# Csss + scs + [??$%] = "tears..."



## fixxer49 (Dec 27, 2018)

The Tears of Salieri, No. 4*
[AUDIOPLUS=https://vi-control.net/community/attachments/the-tears-of-salieri-no-4-mp3.17911/][/AUDIOPLUS]
* "truncated" Sonata Form
** not an epic trailer track (sorry, internets)
*** legato programming hell


----------



## jbuhler (Dec 27, 2018)

I hope you don't mind me saying that I thought that was fun.


----------



## hansandersen (Dec 27, 2018)

Hey that was kinda good


----------



## Vladimir Bulaev (Dec 27, 2018)

Good job! I like it.
It's funny
[??$%] - what is it? 
Google search did not answer.


----------



## Robo Rivard (Dec 27, 2018)

Beautiful!


----------



## InLight-Tone (Dec 27, 2018)

Wow, that was a "real" composition, great job!


----------



## fixxer49 (Dec 27, 2018)

Vladimir Bulaev said:


> Good job! I like it.
> It's funny
> [??$%] - what is it?
> Google search did not answer.


[??$%] = "kitchen sink"


----------



## kjelleman (Dec 28, 2018)

Very well orchestrated. What tools did you use?


----------



## Wolf68 (Dec 28, 2018)

excellent, excellent! (although it was partially traileresque)


----------



## fixxer49 (Dec 28, 2018)

kjelleman said:


> Very well orchestrated. What tools did you use?


thank you @kjelleman

DAW: Pro Tools

VIs: Pretty basic. All the “usual” stuff - VSL, Orchestral Tools, Spitfire, Cinematic Studio Series, ProjectSam, Embertone, East West, CineSamples, Strezov Sampling, Musical Sampling, Samplemodeling, Performance Samples… [??$%]  I guess anything with the word "sample" or "sampling" in it...


----------



## fixxer49 (Jan 16, 2019)

jbuhler said:


> I hope you don't mind me saying that I thought that was fun.


i do not mind


----------



## fixxer49 (Jan 16, 2019)

fixxer49 said:


> The Tears of Salieri, No. 4*
> [AUDIOPLUS=https://vi-control.net/community/attachments/the-tears-of-salieri-no-4-mp3.17911/][/AUDIOPLUS]
> * "truncated" Sonata Form
> ** not an epic trailer track (sorry, internets)
> *** legato programming hell



i removed the idiotic intro.
it still needs something equally idiotic... but better executed.


----------



## Ned Bouhalassa (Jan 17, 2019)

Brilliant fun, very well written/orchestrated! Hope you won’t be offended if I tell you that while listening, I eventually pictured Bugs Bunny as Salieri.


----------



## Soundhound (Jan 17, 2019)

You beat me to it Ned!


----------



## ReelToLogic (Jan 17, 2019)

Love it!


----------



## fixxer49 (Jan 21, 2019)

Ned Bouhalassa said:


> Hope you won’t be offended if I tell you that while listening, I eventually pictured Bugs Bunny as Salieri.

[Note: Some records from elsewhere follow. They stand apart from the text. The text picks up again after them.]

//! Application state store.
//!
//! Readers take cheap [`Arc`] snapshots. All writes go through
//! [`StateStore::replace_identity`], [`StateStore::begin_request`],
//! [`StateStore::merge_slice`], and [`StateStore::settle`], serialized by one
//! writer lock. Each write publishes a new snapshot and bumps the revision
//! counter.
//!
//! Every fetch of a slice holds a [`SliceRequest`]. Only the newest request
//! of the current generation may write its result, so a plan fetch that is
//! overtaken by a post-mutation refresh can never land on top of it.

use std::sync::Arc;

use arc_swap::ArcSwap;
use carebase_primitives::{Collection, Generation, ResolvedIdentity, Role};
use indexmap::IndexMap;
use parking_lot::Mutex;
use tokio::sync::watch;

use crate::error::{ResourceFetchError, SessionError};
use crate::scope;

/// Per-resource state.
#[derive(Debug, Clone, Default, PartialEq)]
pub struct ResourceSlice {
	pub data: Collection,
	pub is_loading: bool,
	pub last_error: Option<ResourceFetchError>,
	/// Sequence number of the newest request issued for this slice.
	request: u64,
}

/// Snapshot of everything the rest of the application reads.
#[derive(Debug, Clone)]
pub struct ApplicationState {
	/// Generation whose identity and slices this snapshot holds.
	pub generation: Generation,
	pub identity: ResolvedIdentity,
	/// One slice per resource of the current plan, in plan order.
	pub slices: IndexMap<String, Arc<ResourceSlice>>,
	/// True until the current generation's plan has settled.
	pub is_loading: bool,
	/// Set when the current generation was forced to signed-out by a session failure.
	pub session_error: Option<SessionError>,
}

impl ApplicationState {
	fn boot() -> Self {
		Self {
			generation: Generation::BOOT,
			identity: ResolvedIdentity::signed_out(),
			slices: IndexMap::new(),
			is_loading: true,
			session_error: None,
		}
	}

	pub fn slice(&self, name: &str) -> Option<&ResourceSlice> {
		self.slices.get(name).map(Arc::as_ref)
	}

	/// Data of `name` as the current identity may see it. Parents only see
	/// their own rows; every other role sees the slice unchanged.
	pub fn scoped(&self, name: &str) -> Option<Collection> {
		let slice = self.slice(name)?;
		Some(match self.identity.role {
			Role::Parent => scope::for_parent(&self.identity, &slice.data),
			_ => slice.data.clone(),
		})
	}
}

/// One fetch of one slice, issued by [`StateStore::begin_request`].
#[derive(Debug, Clone, PartialEq, Eq)]
pub struct SliceRequest {
	generation: Generation,
	name: String,
	seq: u64,
}

impl SliceRequest {
	pub fn generation(&self) -> Generation {
		self.generation
	}

	pub fn name(&self) -> &str {
		&self.name
	}

	/// Position among the requests issued for this slice in this generation.
	pub fn seq(&self) -> u64 {
		self.seq
	}
}

/// Result of a fetch, written back through [`StateStore::merge_slice`].
#[derive(Debug, Clone)]
pub enum SliceUpdate {
	Loaded(Collection),
	/// Keeps the previous data.
	Failed(ResourceFetchError),
}

#[derive(Debug, Clone, Copy, PartialEq, Eq)]
pub enum MergeOutcome {
	Applied,
	/// The update was tagged with a superseded generation and was dropped.
	Stale,
	/// The current plan has no slice by that name.
	Unknown,
	/// A newer request for the same slice was issued; the update was dropped.
	Superseded,
}

/// Single-writer, multi-reader holder of [`ApplicationState`].
pub struct StateStore {
	current: ArcSwap<ApplicationState>,
	writer: Mutex<()>,
	revision: watch::Sender<u64>,
}

impl Default for StateStore {
	fn default() -> Self {
		Self::new()
	}
}

impl StateStore {
	pub fn new() -> Self {
		let (revision, _) = watch::channel(0);
		Self {
			current: ArcSwap::from_pointee(ApplicationState::boot()),
			writer: Mutex::new(()),
			revision,
		}
	}

	pub fn snapshot(&self) -> Arc<ApplicationState> {
		self.current.load_full()
	}

	pub fn generation(&self) -> Generation {
		self.current.load().generation
	}

	/// Receiver that changes on every published write.
	pub fn subscribe(&self) -> watch::Receiver<u64> {
		self.revision.subscribe()
	}

	/// Installs `identity` for `generation` with one empty slice per resource.
	///
	/// Returns false, leaving state untouched, when `generation` is not newer
	/// than the current one. An empty resource list settles the generation on
	/// the spot.
	pub fn replace_identity<I, S>(&self, generation: Generation, identity: ResolvedIdentity, resources: I) -> bool
	where
		I: IntoIterator<Item = S>,
		S: Into<String>,
	{
		let slices = resources.into_iter().map(|name| (name.into(), Arc::new(ResourceSlice::default()))).collect();
		self.commit(generation, identity, slices, None)
	}

	/// Replaces the identity with signed-out for `generation`, recording why.
	pub fn force_signed_out(&self, generation: Generation, error: SessionError) -> bool {
		self.commit(generation, ResolvedIdentity::signed_out(), IndexMap::new(), Some(error))
	}

	fn commit(
		&self,
		generation: Generation,
		identity: ResolvedIdentity,
		slices: IndexMap<String, Arc<ResourceSlice>>,
		session_error: Option<SessionError>,
	) -> bool {
		let _writer = self.writer.lock();
		let current = self.current.load();
		if generation <= current.generation {
			tracing::debug!(%generation, current = %current.generation, "sync.state.commit_stale");
			return false;
		}
		let is_loading = !slices.is_empty();
		self.publish(ApplicationState {
			generation,
			identity,
			slices,
			is_loading,
			session_error,
		});
		true
	}

	/// Marks slice `name` loading and issues a request that supersedes every
	/// earlier request for it.
	///
	/// Fails with [`MergeOutcome::Stale`] or [`MergeOutcome::Unknown`] when
	/// `generation` is not current or its plan has no such slice.
	pub fn begin_request(&self, generation: Generation, name: &str) -> Result<SliceRequest, MergeOutcome> {
		let _writer = self.writer.lock();
		let current = self.current.load_full();
		if current.generation != generation {
			return Err(MergeOutcome::Stale);
		}
		let Some(slice) = current.slices.get(name) else {
			return Err(MergeOutcome::Unknown);
		};

		let mut slice = ResourceSlice::clone(slice);
		slice.request += 1;
		slice.is_loading = true;
		let request = SliceRequest {
			generation,
			name: name.to_owned(),
			seq: slice.request,
		};

		let mut next = ApplicationState::clone(&current);
		next.slices.insert(name.to_owned(), Arc::new(slice));
		self.publish(next);
		Ok(request)
	}

	/// Writes the result of `request` if it is still the newest request of
	/// the current generation.
	pub fn merge_slice(&self, request: &SliceRequest, update: SliceUpdate) -> MergeOutcome {
		let _writer = self.writer.lock();
		let current = self.current.load_full();
		if current.generation != request.generation {
			return MergeOutcome::Stale;
		}
		let Some(slice) = current.slices.get(&request.name) else {
			return MergeOutcome::Unknown;
		};
		if slice.request != request.seq {
			tracing::debug!(resource = %request.name, seq = request.seq, newest = slice.request, "sync.state.superseded");
			return MergeOutcome::Superseded;
		}

		let mut slice = ResourceSlice::clone(slice);
		slice.is_loading = false;
		match update {
			SliceUpdate::Loaded(data) => {
				slice.data = data;
				slice.last_error = None;
			}
			SliceUpdate::Failed(err) => slice.last_error = Some(err),
		}

		let mut next = ApplicationState::clone(&current);
		next.slices.insert(request.name.clone(), Arc::new(slice));
		self.publish(next);
		MergeOutcome::Applied
	}

	/// Clears the global loading flag for `generation`.
	///
	/// Returns true only for the call that actually flipped it.
	pub fn settle(&self, generation: Generation) -> bool {
		let _writer = self.writer.lock();
		let current = self.current.load_full();
		if current.generation != generation || !current.is_loading {
			return false;
		}
		let mut next = ApplicationState::clone(&current);
		next.is_loading = false;
		self.publish(next);
		true
	}

	fn publish(&self, next: ApplicationState) {
		self.current.store(Arc::new(next));
		self.revision.send_modify(|rev| *rev = rev.wrapping_add(1));
	}
}

#[cfg(test)]
mod tests {
	use carebase_primitives::{Record, RecordId};
	use pretty_assertions::assert_eq;

	use super::*;

	fn g(n: u64) -> Generation {
		Generation::new(n)
	}

	fn teacher() -> ResolvedIdentity {
		ResolvedIdentity::staff(Role::Teacher, RecordId::new("st-1"), "Tess")
	}

	#[test]
	fn boots_signed_out_and_loading() {
		let store = StateStore::new();
		let state = store.snapshot();
		assert_eq!(state.identity.role, Role::SignedOut);
		assert!(state.is_loading);
		assert!(state.slices.is_empty());
	}

	#[test]
	fn replace_resets_slices_and_rejects_older_generations() {
		let store = StateStore::new();
		assert!(store.replace_identity(g(2), teacher(), ["children", "attendance"]));
		let request = store.begin_request(g(2), "children").unwrap();
		assert_eq!(store.merge_slice(&request, SliceUpdate::Loaded(vec![Record::new()])), MergeOutcome::Applied);

		assert!(!store.replace_identity(g(1), ResolvedIdentity::unknown("late"), Vec::<String>::new()));
		assert_eq!(store.snapshot().identity, teacher());

		assert!(store.replace_identity(g(3), teacher(), ["children"]));
		let state = store.snapshot();
		assert_eq!(state.slice("children"), Some(&ResourceSlice::default()));
		assert!(state.slice("attendance").is_none());
	}

	#[test]
	fn stale_generation_writes_are_dropped() {
		let store = StateStore::new();
		store.replace_identity(g(1), teacher(), ["children"]);
		let old = store.begin_request(g(1), "children").unwrap();
		store.replace_identity(g(2), teacher(), ["children"]);
		let outcome = store.merge_slice(&old, SliceUpdate::Loaded(vec![Record::new().with("id", "old")]));
		assert_eq!(outcome, MergeOutcome::Stale);
		assert!(store.snapshot().slice("children").unwrap().data.is_empty());
		assert_eq!(store.begin_request(g(1), "children"), Err(MergeOutcome::Stale));
		assert_eq!(store.begin_request(g(2), "payroll"), Err(MergeOutcome::Unknown));
	}

	#[test]
	fn failure_keeps_previous_data() {
		let store = StateStore::new();
		store.replace_identity(g(1), teacher(), ["children"]);
		let first = store.begin_request(g(1), "children").unwrap();
		store.merge_slice(&first, SliceUpdate::Loaded(vec![Record::new().with("id", "c1")]));
		let second = store.begin_request(g(1), "children").unwrap();
		assert!(store.snapshot().slice("children").unwrap().is_loading);
		let err = ResourceFetchError::Cancelled { resource: "children".into() };
		store.merge_slice(&second, SliceUpdate::Failed(err.clone()));

		let state = store.snapshot();
		let slice = state.slice("children").unwrap();
		assert_eq!(slice.data.len(), 1);
		assert!(!slice.is_loading);
		assert_eq!(slice.last_error, Some(err));
	}

	#[test]
	fn older_request_cannot_overwrite_a_newer_one() {
		let store = StateStore::new();
		store.replace_identity(g(1), teacher(), ["children"]);
		let plan_fetch = store.begin_request(g(1), "children").unwrap();
		let refresh = store.begin_request(g(1), "children").unwrap();
		assert!(refresh.seq() > plan_fetch.seq());

		let fresh = vec![Record::new().with("id", "c2"), Record::new().with("id", "c1")];
		assert_eq!(store.merge_slice(&refresh, SliceUpdate::Loaded(fresh.clone())), MergeOutcome::Applied);
		let outcome = store.merge_slice(&plan_fetch, SliceUpdate::Loaded(vec![Record::new().with("id", "c1")]));
		assert_eq!(outcome, MergeOutcome::Superseded);

		let state = store.snapshot();
		let slice = state.slice("children").unwrap();
		assert_eq!(slice.data, fresh);
		assert!(!slice.is_loading);
	}

	#[test]
	fn older_result_arriving_first_leaves_the_slice_loading() {
		let store = StateStore::new();
		store.replace_identity(g(1), teacher(), ["children"]);
		let plan_fetch = store.begin_request(g(1), "children").unwrap();
		let refresh = store.begin_request(g(1), "children").unwrap();

		let outcome = store.merge_slice(&plan_fetch, SliceUpdate::Loaded(vec![Record::new().with("id", "old")]));
		assert_eq!(outcome, MergeOutcome::Superseded);
		assert!(store.snapshot().slice("children").unwrap().is_loading);

		store.merge_slice(&refresh, SliceUpdate::Loaded(Vec::new()));
		assert!(!store.snapshot().slice("children").unwrap().is_loading);
	}

	#[test]
	fn settle_flips_once_per_generation() {
		let store = StateStore::new();
		store.replace_identity(g(1), teacher(), ["children"]);
		assert!(store.snapshot().is_loading);
		assert!(!store.settle(g(0)));
		assert!(store.settle(g(1)));
		assert!(!store.settle(g(1)));
		assert!(!store.snapshot().is_loading);
	}

	#[test]
	fn empty_plans_settle_on_commit() {
		let store = StateStore::new();
		store.replace_identity(g(1), ResolvedIdentity::unknown("who"), Vec::<String>::new());
		assert!(!store.snapshot().is_loading);
		assert!(!store.settle(g(1)));
	}

	#[test]
	fn every_write_bumps_the_revision() {
		let store = StateStore::new();
		let rx = store.subscribe();
		store.replace_identity(g(1), teacher(), ["children"]);
		store.begin_request(g(1), "children").unwrap();
		assert!(store.begin_request(g(0), "children").is_err());
		assert_eq!(*rx.borrow(), 2);
	}

	#[test]
	fn parents_only_see_their_rows() {
		let store = StateStore::new();
		store.replace_identity(g(1), ResolvedIdentity::parent(RecordId::new("p-1"), "Pat"), ["billing"]);
		let rows = vec![Record::new().with("parent_id", "p-1"), Record::new().with("parent_id", "p-2")];
		let request = store.begin_request(g(1), "billing").unwrap();
		store.merge_slice(&request, SliceUpdate::Loaded(rows));
		let state = store.snapshot();
		assert_eq!(state.scoped("billing").map(|r| r.len()), Some(1));
		assert_eq!(state.slice("billing").map(|s| s.data.len()), Some(2));
	}

	#[test]
	fn forced_sign_out_records_the_session_error() {
		let store = StateStore::new();
		store.replace_identity(g(1), teacher(), ["children"]);
		let err = SessionError::Provider(carebase_identity::AuthError::Closed);
		assert!(store.force_signed_out(g(2), err.clone()));
		let state = store.snapshot();
		assert!(state.identity.is_signed_out());
		assert_eq!(state.session_error, Some(err));
		assert!(!state.is_loading);
	}
}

Thanks @Ned Bouhalassa ! i'll take it as a huge compliment, actually 



ReelToLogic said:


> Love it!


Thank you


----------



## wilifordmusic (Jan 23, 2019)

Sorry Ned, Daffy would be Salieri and Bugs would be Wolfgang.
Fixxer, your music was wonderful. I think the only missing elements might have been bagpipes and banjo. 
Steve


----------



## Steve Martin (Jan 23, 2019)

I thought the same as others - lots of fun and sounded great.


----------